===== SOURCE RECORDS =====

//! Append-only mission log.

use serde::{Deserialize, Serialize};
use std::fmt;

use crate::sensors::SensorFrame;

/// Column headers for tabular exports of the log.
pub const LOG_HEADER: [&str; 5] = ["Command", "Front", "Left", "Right", "Payload"];

/// State-changing action recorded in the log.
#[derive(Clone, Copy, Debug, PartialEq, Eq, Hash, Serialize, Deserialize)]
pub enum Command {
    /// Robot switched on at the entrance
    PowerOn,
    /// One 90° clockwise turn
    Turn,
    /// One cell forward
    Move,
    /// Occupant collected
    Pickup,
    /// Occupant released at the entrance
    Eject,
}

impl Command {
    /// Token written to mission logs.
    pub fn token(self) -> &'static str {
        match self {
            Command::PowerOn => "POWER_ON",
            Command::Turn => "TURN",
            Command::Move => "MOVE",
            Command::Pickup => "PICKUP",
            Command::Eject => "EJECT",
        }
    }
}

impl fmt::Display for Command {
    fn fmt(&self, f: &mut fmt::Formatter<'_>) -> fmt::Result {
        f.write_str(self.token())
    }
}

/// One log line: the command plus the sensor state right after it.
#[derive(Clone, Copy, Debug, PartialEq, Eq, Serialize, Deserialize)]
pub struct MissionRecord {
    /// What the robot just did
    pub command: Command,
    /// Sensor readings taken after the action
    pub sensors: SensorFrame,
    /// Whether the occupant is on board after the action
    pub carrying: bool,
}

impl MissionRecord {
    /// Payload label written to mission logs.
    pub fn payload_label(&self) -> &'static str {
        if self.carrying { "carrying" } else { "empty" }
    }

    /// The record as the five log columns, in [`LOG_HEADER`] order.
    pub fn fields(&self) -> [&'static str; 5] {
        [
            self.command.token(),
            self.sensors.front.label(),
            self.sensors.left.label(),
            self.sensors.right.label(),
            self.payload_label(),
        ]
    }
}

/// Ordered mission records, in the order the actions happened.
#[derive(Clone, Debug, Default, PartialEq, Eq, Serialize, Deserialize)]
pub struct MissionLog {
    records: Vec<MissionRecord>,
}

impl MissionLog {
    /// Create an empty log
    pub fn new() -> Self {
        Self::default()
    }

    /// Append a record.
    pub fn push(&mut self, record: MissionRecord) {
        self.records.push(record);
    }

    /// Number of records
    pub fn len(&self) -> usize {
        self.records.len()
    }

    /// Is the log empty?
    pub fn is_empty(&self) -> bool {
        self.records.is_empty()
    }

    /// All records, oldest first
    pub fn records(&self) -> &[MissionRecord] {
        &self.records
    }

    /// Most recent record
    pub fn last(&self) -> Option<&MissionRecord> {
        self.records.last()
    }

    /// Iterate over records, oldest first
    pub fn iter(&self) -> std::slice::Iter<'_, MissionRecord> {
        self.records.iter()
    }

    /// Command sequence, oldest first
    pub fn commands(&self) -> Vec<Command> {
        self.records.iter().map(|r| r.command).collect()
    }

    /// How many times `command` appears
    pub fn count(&self, command: Command) -> usize {
        self.records.iter().filter(|r| r.command == command).count()
    }
}

impl<'a> IntoIterator for &'a MissionLog {
    type Item = &'a MissionRecord;
    type IntoIter = std::slice::Iter<'a, MissionRecord>;

    fn into_iter(self) -> Self::IntoIter {
        self.records.iter()
    }
}
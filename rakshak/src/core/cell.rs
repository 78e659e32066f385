//! Cell types for the maze grid.

use serde::{Deserialize, Serialize};

/// Semantic cell type - what occupies a maze cell?
///
/// - `Entrance` - the single exit of the maze (`E`)
/// - `Occupant` - the trapped person (`@`)
/// - `Free` - open floor (`.`)
/// - `Wall` - any other symbol, and everything outside the grid
#[derive(Clone, Copy, Debug, PartialEq, Eq, Hash, Default, Serialize, Deserialize)]
#[repr(u8)]
pub enum CellType {
    /// Solid wall or out-of-bounds
    #[default]
    Wall = 0,

    /// Open floor
    Free = 1,

    /// The maze entrance / extraction point
    Entrance = 2,

    /// Cell currently holding the occupant
    Occupant = 3,
}

impl CellType {
    /// Parse a maze symbol. Unknown symbols are walls.
    #[inline]
    pub fn from_char(c: char) -> Self {
        match c {
            'E' => CellType::Entrance,
            '@' => CellType::Occupant,
            '.' => CellType::Free,
            _ => CellType::Wall,
        }
    }

    /// Symbol used when rendering the maze.
    pub fn as_char(self) -> char {
        match self {
            CellType::Wall => 'X',
            CellType::Free => '.',
            CellType::Entrance => 'E',
            CellType::Occupant => '@',
        }
    }

    /// Can the robot drive into this cell during exploration?
    #[inline]
    pub fn is_open_floor(self) -> bool {
        matches!(self, CellType::Free | CellType::Entrance)
    }

    /// Is this cell part of the connected floor (anything but wall)?
    #[inline]
    pub fn is_passable(self) -> bool {
        self != CellType::Wall
    }
}
//! Configuration loading for the rakshak batch runner

use std::fmt;
use std::fs;
use std::path::{Path, PathBuf};

use rakshak::ExplorationConfig;
use serde::{Deserialize, Serialize};

use crate::error::Result;

/// Default configuration file looked up in the working directory.
pub const DEFAULT_CONFIG_PATH: &str = "rakshak.toml";

/// Where the active configuration came from.
#[derive(Clone, Debug, PartialEq, Eq)]
pub enum ConfigSource {
    /// Parsed from this file
    File(PathBuf),
    /// Built-in defaults; the named file did not exist
    Defaults(PathBuf),
}

impl fmt::Display for ConfigSource {
    fn fmt(&self, f: &mut fmt::Formatter<'_>) -> fmt::Result {
        match self {
            ConfigSource::File(path) => write!(f, "loaded from {}", path.display()),
            ConfigSource::Defaults(path) => {
                write!(f, "defaults ({} not found)", path.display())
            }
        }
    }
}

/// Main configuration structure
#[derive(Clone, Debug, Default, PartialEq, Deserialize, Serialize)]
pub struct RakshakConfig {
    #[serde(default)]
    pub batch: BatchConfig,
    #[serde(default)]
    pub display: DisplayConfig,
    #[serde(default)]
    pub exploration: ExplorationConfig,
}

/// Which mazes to run and where logs go
#[derive(Clone, Debug, PartialEq, Deserialize, Serialize)]
pub struct BatchConfig {
    /// Directory holding maze text files (default: labirintos)
    #[serde(default = "default_maze_dir")]
    pub maze_dir: PathBuf,

    /// Directory receiving CSV mission logs (default: logs)
    #[serde(default = "default_log_dir")]
    pub log_dir: PathBuf,

    /// Maze file names inside `maze_dir`; empty runs every `*.txt`
    #[serde(default)]
    pub mazes: Vec<String>,
}

/// Terminal output settings
#[derive(Clone, Debug, PartialEq, Deserialize, Serialize)]
pub struct DisplayConfig {
    /// Draw every frame in the terminal (default: true)
    #[serde(default = "default_display_enabled")]
    pub enabled: bool,

    /// Pause after each frame in milliseconds (default: 100)
    #[serde(default = "default_step_delay_ms")]
    pub step_delay_ms: u64,

    /// Log filter when RUST_LOG is unset (default: info)
    #[serde(default = "default_log_level")]
    pub log_level: String,
}

// Default value functions
fn default_maze_dir() -> PathBuf {
    PathBuf::from("labirintos")
}

fn default_log_dir() -> PathBuf {
    PathBuf::from("logs")
}

fn default_display_enabled() -> bool {
    true
}

fn default_step_delay_ms() -> u64 {
    100
}

fn default_log_level() -> String {
    "info".to_string()
}

impl Default for BatchConfig {
    fn default() -> Self {
        Self {
            maze_dir: default_maze_dir(),
            log_dir: default_log_dir(),
            mazes: Vec::new(),
        }
    }
}

impl Default for DisplayConfig {
    fn default() -> Self {
        Self {
            enabled: default_display_enabled(),
            step_delay_ms: default_step_delay_ms(),
            log_level: default_log_level(),
        }
    }
}

impl RakshakConfig {
    /// Load configuration from a TOML file
    pub fn load(path: &Path) -> Result<Self> {
        let content = fs::read_to_string(path)?;
        let config: RakshakConfig = toml::from_str(&content)?;
        config.exploration.validate()?;
        Ok(config)
    }

    /// Load `path` if it exists, otherwise fall back to defaults.
    ///
    /// Runs before logging is set up, so the source is returned for the
    /// caller to report.
    pub fn load_or_default(path: &Path) -> Result<(Self, ConfigSource)> {
        if path.exists() {
            Ok((Self::load(path)?, ConfigSource::File(path.to_path_buf())))
        } else {
            Ok((Self::default(), ConfigSource::Defaults(path.to_path_buf())))
        }
    }
}
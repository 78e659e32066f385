//! Exploration state machine states.

use crate::core::GridCoord;

/// Exploration state
#[derive(Clone, Copy, Debug, PartialEq, Eq)]
pub enum ExplorationState {
    /// Depth-first search in progress
    Exploring,

    /// Occupant collected; ready for the return phase
    OccupantSecured {
        /// Cell the occupant was collected from
        pickup: GridCoord,
    },

    /// Pickup refused because the entrance is unreachable
    DeadEndAborted {
        /// Occupant cell the reachability check started from
        from: GridCoord,
    },

    /// Another alarm stopped the search
    Faulted {
        /// Alarm code
        code: &'static str,
    },

    /// Every reachable cell visited without finding the occupant
    Exhausted,
}

impl ExplorationState {
    /// Did exploration end with the occupant on board?
    pub fn is_secured(&self) -> bool {
        matches!(self, ExplorationState::OccupantSecured { .. })
    }
}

=====

● PROMPT:
The lines from the one with "stopped the search" through the end of the data above are to be set down exactly, with both boundary lines included and no other lines.

● FINISHED EXERCISE:
    /// Another alarm stopped the search
    Faulted {
        /// Alarm code
        code: &'static str,
    },

    /// Every reachable cell visited without finding the occupant
    Exhausted,
}

impl ExplorationState {
    /// Did exploration end with the occupant on board?
    pub fn is_secured(&self) -> bool {
        matches!(self, ExplorationState::OccupantSecured { .. })
    }
}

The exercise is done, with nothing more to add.